Mauricio Estívariz
- Country (sports): Bolivia
- Born: 9 September 1986 (age 39)
- Prize money: $19,444

Singles
- Career record: 10–9 (Davis Cup)
- Highest ranking: No. 653 (14 September 2009)

Doubles
- Career record: 8–4 (Davis Cup)
- Highest ranking: No. 596 (5 May 2009)

= Mauricio Estívariz =

Bolivian tennis player

Mauricio Estívariz (born 9 September 1986) is a Bolivian former professional tennis player.

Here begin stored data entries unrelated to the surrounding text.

//! Network locator for roomctl devices
//!
//! DHCP moves devices around, so records are keyed by hardware address and
//! the current IPv4 address is looked up on demand. This crate does that by
//! reading the operating system's ARP cache after probing the local /24.
//!
//! # Quick Start
//!
//! ```no_run
//! use roomctl_discovery::{LocatorConfig, MacAddr, NetworkLocator};
//!
//! # async fn example() -> roomctl_discovery::Result<()> {
//! let locator = NetworkLocator::new(LocatorConfig::default());
//! let mac: MacAddr = "00:1a:2b:3c:4d:5e".parse()?;
//!
//! let found = locator.resolve_ip_from_mac(&mac, None).await?;
//! println!("{} is at {} ({:?})", found.mac, found.ip, found.strategy);
//! # Ok(())
//! # }
//! ```
//!
//! # Probe-first
//!
//! When the devices you look for listen on a known port, give the locator a
//! [`TcpProbe`] so only hosts that actually run the service are considered:
//!
//! ```no_run
//! use std::sync::Arc;
//! use std::time::Duration;
//! use roomctl_discovery::{LocatorConfig, NetworkLocator, TcpProbe};
//!
//! let locator = NetworkLocator::new(LocatorConfig::default())
//!     .with_service_probe(Arc::new(TcpProbe::new(1515, Duration::from_millis(100))));
//! ```

mod error;
mod locator;
mod mac;
mod subnet;
pub mod arp;
pub mod probe;

pub use arp::{ArpCache, ArpEntry, SystemArpCache};
pub use error::{LocatorError, Result};
pub use locator::{AddressResolver, LocatorConfig, NetworkLocator, Resolution, Strategy};
pub use mac::MacAddr;
pub use probe::{PingProbe, Prober, TcpProbe};
pub use subnet::{detect_local_subnet, local_subnet_or_default, Subnet24, DEFAULT_SUBNET};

Estívariz, who had a best singles world ranking of 653, was a regular member of the Bolivia Davis Cup team between 2004 and 2010, winning 18 of his 31 rubbers. He was also a Bolivarian Games gold medalist for Bolivia.

In 2011, as his tennis career was winding down, he trialled for La Paz FC as a goalkeeper.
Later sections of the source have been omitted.